From: Dinoj Surendran (dinoj@cs.uchicago.edu)
Date: Wed Feb 19 2003 - 01:06:11 MET

Next message: Stefan Th. Gries: "[Corpora-List] Coding in ICE-GB"

Previous message: delucca@nilc.icmc.usp.br: "[Corpora-List] WWW.DICTIONARIUM.COM"
In reply to: delucca@nilc.icmc.usp.br: "[Corpora-List] WWW.DICTIONARIUM.COM"
Next in thread: J R Elliott: "Re: [Corpora-List] entropy of text"
Reply: J R Elliott: "Re: [Corpora-List] entropy of text"
Messages sorted by: [ date ] [ thread ] [ subject ] [ author ]

Hello everyone,

Suppose you have a text involving C character types and N character tokens
(so for a large book C would be under 50 and N several thousands/millions)
and you want to compute the entropy of the text. Suppose further that you're
doing this by finding the limit of H_k/k for large k, where H_k is the
entropy of k-grams of the text. Naturally you can't take k very large if N
is small.

Can anyone point me to some good references on how large one can take k to
be for a given C and N (and possibly other factors)? I'm looking at C=40
and N=80 000.

Thanks,

Dinoj Surendran
Graduate Student
Computer Science Dept
University of Chicago

PS - while I'm here, does anyone know of any online, freely available,
large (>50 000) corpora of phoneme-transcribed spontaneous conversation?

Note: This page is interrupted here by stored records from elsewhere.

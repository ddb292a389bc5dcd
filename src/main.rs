mod config;

use config::Config;
use landnav::layout::EMPTY_CELL;
use landnav::{Navigator, Point2, TileLayout};
use macroquad::prelude::*;

/// Built-in demo layout used when no layout file is found: two platforms,
/// one with a hole, separated by a gap
const DEFAULT_LAYOUT: &str = "\
■■■■■■□□■■■■
■□□■■■□□■■■■
■□□■■■□□■■□■
■■■■■■□□■□□■
■■■■■■□□■■■■
";

/// Area id colours for node drawing
const AREA_COLORS: [Color; 6] = [SKYBLUE, ORANGE, GREEN, PINK, YELLOW, PURPLE];

/// Visualization state
struct ViewState {
    navigator: Navigator,
    start: Option<Point2>,
    target: Option<Point2>,
    path: Option<Vec<Point2>>,
    show_nodes: bool,
    show_edges: bool,
    background: Color,
}

impl ViewState {
    fn new(config: &Config) -> Self {
        let layout = match TileLayout::load_text_file(&config.layout.path, config.layout.tile_size)
        {
            Ok(layout) => layout,
            Err(_) => match TileLayout::from_text(DEFAULT_LAYOUT, config.layout.tile_size) {
                Ok(layout) => layout,
                Err(e) => {
                    eprintln!("Failed to parse built-in layout: {}", e);
                    TileLayout::with_cells(1, 1, config.layout.tile_size, vec![0])
                }
            },
        };

        let mut navigator = Navigator::new();
        navigator.set_layout(Some(layout));

        ViewState {
            navigator,
            start: None,
            target: None,
            path: None,
            show_nodes: config.visual.show_nodes,
            show_edges: config.visual.show_edges,
            background: Color::from_rgba(
                config.visual.background_r,
                config.visual.background_g,
                config.visual.background_b,
                255,
            ),
        }
    }

    /// Pixels per world unit, fitting the layout into the window
    fn scale(&self) -> f32 {
        let layout = match self.navigator.layout() {
            Some(layout) => layout,
            None => return 1.0,
        };
        let world_w = layout.cols as f32 * layout.tile_size;
        let world_h = layout.rows as f32 * layout.tile_size;
        (screen_width() / world_w).min(screen_height() / world_h) * 0.85
    }

    fn world_to_screen(&self, p: Point2) -> (f32, f32) {
        let scale = self.scale();
        (
            screen_width() / 2.0 + p.x * scale,
            screen_height() / 2.0 - p.y * scale,
        )
    }

    fn screen_to_world(&self, sx: f32, sy: f32) -> Point2 {
        let scale = self.scale();
        Point2::new(
            (sx - screen_width() / 2.0) / scale,
            -(sy - screen_height() / 2.0) / scale,
        )
    }

    /// Cell under a world position
    fn pick_cell(&self, p: Point2) -> Option<(i32, i32)> {
        let layout = self.navigator.layout()?;
        let offset = layout.offset();
        let row = -(((p.y - offset.y) / layout.tile_size + 0.5).floor() as i32);
        let col = ((p.x - offset.x) / layout.tile_size + 0.5).floor() as i32;
        if row >= 0 && row < layout.rows && col >= 0 && col < layout.cols {
            Some((row, col))
        } else {
            None
        }
    }

    fn recompute_path(&mut self) {
        self.path = match (self.start, self.target) {
            (Some(start), Some(target)) => self.navigator.find_path(start, target),
            _ => None,
        };
    }

    /// Flip the cell under the cursor between tile and empty, then rebuild
    /// the whole graph through the navigator
    fn toggle_cell(&mut self, row: i32, col: i32) {
        let layout = match self.navigator.layout() {
            Some(layout) => layout.clone(),
            None => return,
        };
        let mut cells = layout.cells.clone();
        let idx = (row * layout.cols + col) as usize;
        cells[idx] = if cells[idx] == EMPTY_CELL { 0 } else { EMPTY_CELL };

        let next = TileLayout {
            cells,
            ..layout
        };
        self.navigator.set_layout(Some(next));
        self.recompute_path();
    }

    fn draw(&self, hovered: Option<(i32, i32)>, mouse_world: Point2) {
        clear_background(self.background);

        let layout = match self.navigator.layout() {
            Some(layout) => layout,
            None => return,
        };
        let scale = self.scale();
        let tile_px = layout.tile_size * scale;

        // tiles
        for row in 0..layout.rows {
            for col in 0..layout.cols {
                if !layout.is_usable(row, col) {
                    continue;
                }
                let centre = layout.cell_center(row, col);
                let (sx, sy) = self.world_to_screen(Point2::new(
                    centre.x - layout.tile_size / 2.0,
                    centre.y + layout.tile_size / 2.0,
                ));
                let color = if hovered == Some((row, col)) {
                    Color::from_rgba(120, 140, 170, 255)
                } else {
                    Color::from_rgba(90, 90, 100, 255)
                };
                draw_rectangle(sx, sy, tile_px - 1.0, tile_px - 1.0, color);
            }
        }

        if let Some(graph) = self.navigator.graph() {
            if self.show_edges {
                for (i, node) in graph.nodes.iter().enumerate() {
                    for &(j, _) in &node.neighbours {
                        if j > i {
                            let (x1, y1) = self.world_to_screen(node.pos);
                            let (x2, y2) = self.world_to_screen(graph.nodes[j].pos);
                            draw_line(x1, y1, x2, y2, 1.0, Color::from_rgba(180, 60, 60, 120));
                        }
                    }
                }
            }
            if self.show_nodes {
                for (i, node) in graph.nodes.iter().enumerate() {
                    let (sx, sy) = self.world_to_screen(node.pos);
                    let area = graph.area_ids[i] as usize;
                    draw_circle(sx, sy, 4.0, AREA_COLORS[area % AREA_COLORS.len()]);
                }
            }
        }

        // the path runs target-first; draw it from the start outward
        if let (Some(start), Some(path)) = (self.start, &self.path) {
            let mut prev = start;
            for p in path.iter().rev() {
                let (x1, y1) = self.world_to_screen(prev);
                let (x2, y2) = self.world_to_screen(*p);
                draw_line(x1, y1, x2, y2, 2.0, WHITE);
                prev = *p;
            }
        }

        if let Some(start) = self.start {
            let (sx, sy) = self.world_to_screen(start);
            draw_circle(sx, sy, 6.0, BLUE);
        }
        if let Some(target) = self.target {
            let (sx, sy) = self.world_to_screen(target);
            draw_circle(sx, sy, 6.0, RED);
        }

        let (node_count, edge_count) = match self.navigator.graph() {
            Some(graph) => (
                graph.nodes.len(),
                graph.nodes.iter().map(|n| n.neighbours.len()).sum::<usize>() / 2,
            ),
            None => (0, 0),
        };
        let path_info = match &self.path {
            Some(path) => format!("{} waypoints", path.len()),
            None if self.start.is_some() && self.target.is_some() => "no path".to_string(),
            None => "-".to_string(),
        };
        let info = format!(
            "Nodes: {}  Edges: {}  Path: {}\nGrounded under cursor: {}\nLeft click: set start  Right click: set target\nT: toggle tile  N: nodes  E: edges  Esc: quit",
            node_count,
            edge_count,
            path_info,
            self.navigator.is_grounded(mouse_world)
        );
        draw_text(&info, 10.0, 20.0, 20.0, WHITE);
    }
}

fn window_conf() -> Conf {
    Conf {
        window_title: Config::load().visual.window_title,
        ..Default::default()
    }
}

#[macroquad::main(window_conf)]
async fn main() {
    let config = Config::load();
    let mut state = ViewState::new(&config);

    loop {
        let (mx, my) = mouse_position();
        let mouse_world = state.screen_to_world(mx, my);
        let hovered = state.pick_cell(mouse_world);

        if is_mouse_button_pressed(MouseButton::Left) {
            state.start = Some(mouse_world);
            state.recompute_path();
        }
        if is_mouse_button_pressed(MouseButton::Right) {
            state.target = Some(mouse_world);
            state.recompute_path();
        }
        if is_key_pressed(KeyCode::T) {
            if let Some((row, col)) = hovered {
                state.toggle_cell(row, col);
            }
        }
        if is_key_pressed(KeyCode::N) {
            state.show_nodes = !state.show_nodes;
        }
        if is_key_pressed(KeyCode::E) {
            state.show_edges = !state.show_edges;
        }
        if is_key_pressed(KeyCode::Escape) {
            break;
        }

        state.draw(hovered, mouse_world);

        next_frame().await
    }
}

I've got the switchboard one for American English.
http://www.isip.msstate.edu/projects/switchboard/
which has 80 000 phonemes syllabified into about 30 000 syllables.

Similar corpora for any language would be useful.

Next message: Stefan Th. Gries: "[Corpora-List] Coding in ICE-GB"
Previous message: delucca@nilc.icmc.usp.br: "[Corpora-List] WWW.DICTIONARIUM.COM"
In reply to: delucca@nilc.icmc.usp.br: "[Corpora-List] WWW.DICTIONARIUM.COM"
Next in thread: J R Elliott: "Re: [Corpora-List] entropy of text"
Reply: J R Elliott: "Re: [Corpora-List] entropy of text"
Messages sorted by: [ date ] [ thread ] [ subject ] [ author ]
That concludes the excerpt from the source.